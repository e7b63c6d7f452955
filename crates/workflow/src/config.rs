use crate::error::{Result, WorkflowError};
use chain::FilecoinNetwork;

/// Network used when neither the CLI nor the environment picks one
pub const DEFAULT_NETWORK: &str = "calibration";

/// Collateral deposited by the guided workflow, in USDFC
pub const DEFAULT_DEPOSIT_USDFC: f64 = 2.5;

/// Rating contract recorded in stored result documents
pub const DEFAULT_CONTRACT_ADDRESS: &str = "0x970fad202ADD7A19a3c377E0eCB4bbbDba9AAE49";

/// Chain name recorded alongside verified ratings
pub const DEFAULT_VERIFICATION_NETWORK: &str = "Base Sepolia";

/// Settings shared by every workflow operation.
///
/// Read once from the environment at startup; none of the operations
/// consult environment variables afterwards.
#[derive(Debug, Clone)]
pub struct WorkflowConfig {
    /// Network catalog key: "calibration", "mainnet" or "localhost"
    pub network: String,

    /// Explicit RPC endpoint, overriding the catalog defaults
    pub rpc_url: Option<String>,

    /// Wallet key signing deposits, 0x-prefixed hex
    pub private_key: Option<String>,

    /// Collateral amount for the guided workflow, in USDFC
    pub deposit_amount: f64,

    /// Rating contract address stamped into result documents
    pub contract_address: String,

    /// Chain name stamped into result documents
    pub verification_network: String,
}

impl WorkflowConfig {
    /// Build the configuration from the environment.
    ///
    /// `network_override` wins over `FILECOIN_NETWORK`; the remaining
    /// variables are `RPC_URL`, `PRIVATE_KEY`, `DEPOSIT_AMOUNT`,
    /// `PROOF_OF_FUN_ADDRESS` and `VERIFICATION_NETWORK`.
    pub fn from_env(network_override: Option<&str>) -> Result<Self> {
        let network = network_override
            .map(str::to_string)
            .or_else(|| env_var("FILECOIN_NETWORK"))
            .unwrap_or_else(|| DEFAULT_NETWORK.to_string())
            .to_lowercase();

        let deposit_amount = match env_var("DEPOSIT_AMOUNT") {
            Some(raw) => raw.trim().parse::<f64>().map_err(|_| {
                WorkflowError::Configuration(format!("DEPOSIT_AMOUNT is not a number: {}", raw))
            })?,
            None => DEFAULT_DEPOSIT_USDFC,
        };

        let config = Self {
            network,
            rpc_url: env_var("RPC_URL"),
            private_key: env_var("PRIVATE_KEY"),
            deposit_amount,
            contract_address: env_var("PROOF_OF_FUN_ADDRESS")
                .unwrap_or_else(|| DEFAULT_CONTRACT_ADDRESS.to_string()),
            verification_network: env_var("VERIFICATION_NETWORK")
                .unwrap_or_else(|| DEFAULT_VERIFICATION_NETWORK.to_string()),
        };
        config.validate()?;
        Ok(config)
    }

    /// Reject values no workflow operation could work with
    pub fn validate(&self) -> Result<()> {
        if FilecoinNetwork::get_network(&self.network).is_none() {
            return Err(WorkflowError::Configuration(format!(
                "unknown network '{}', supported: {}",
                self.network,
                FilecoinNetwork::list_networks().join(", ")
            )));
        }

        if !self.deposit_amount.is_finite() || self.deposit_amount <= 0.0 {
            return Err(WorkflowError::Configuration(format!(
                "deposit amount must be positive, got {}",
                self.deposit_amount
            )));
        }

        chain::parse_address(&self.contract_address).map_err(|e| {
            WorkflowError::Configuration(format!("invalid PROOF_OF_FUN_ADDRESS: {}", e))
        })?;

        Ok(())
    }

    /// The signing key, or a configuration error telling the user how to set one
    pub fn require_private_key(&self) -> Result<&str> {
        self.private_key.as_deref().ok_or_else(|| {
            WorkflowError::Configuration(
                "PRIVATE_KEY is not set - add it to .env or export it".to_string(),
            )
        })
    }
}

fn env_var(name: &str) -> Option<String> {
    std::env::var(name).ok().filter(|v| !v.trim().is_empty())
}
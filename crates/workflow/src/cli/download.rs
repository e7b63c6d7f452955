use anyhow::anyhow;
use tracing_subscriber::prelude::*;
use workflow::{Result, StorageWorkflow};

pub async fn handle_download_command(
    piece_cid: String,
    network_override: Option<String>,
) -> Result<()> {
    // Initialize minimal logging
    tracing_subscriber::registry()
        .with(tracing_subscriber::EnvFilter::new("info"))
        .with(tracing_subscriber::fmt::layer())
        .init();

    let mut workflow = StorageWorkflow::from_env(network_override.as_deref())?;
    workflow.initialize().await?;

    println!("\n📥 Downloading from Filecoin...");
    println!("   PieceCID: {}\n", piece_cid);

    let document = workflow.fetch(&piece_cid).await?;
    let json = String::from_utf8(document.encode()?)
        .map_err(|e| anyhow!("document is not valid UTF-8: {}", e))?;

    println!("✅ Downloaded ({}):\n", document.type_tag());
    println!("{}\n", json);

    workflow.close();
    Ok(())
}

### [Task directions]
When you find a line in the records that contains the word "stamped", copy it.

### [Task output]
    /// Rating contract address stamped into result documents
    /// Chain name stamped into result documents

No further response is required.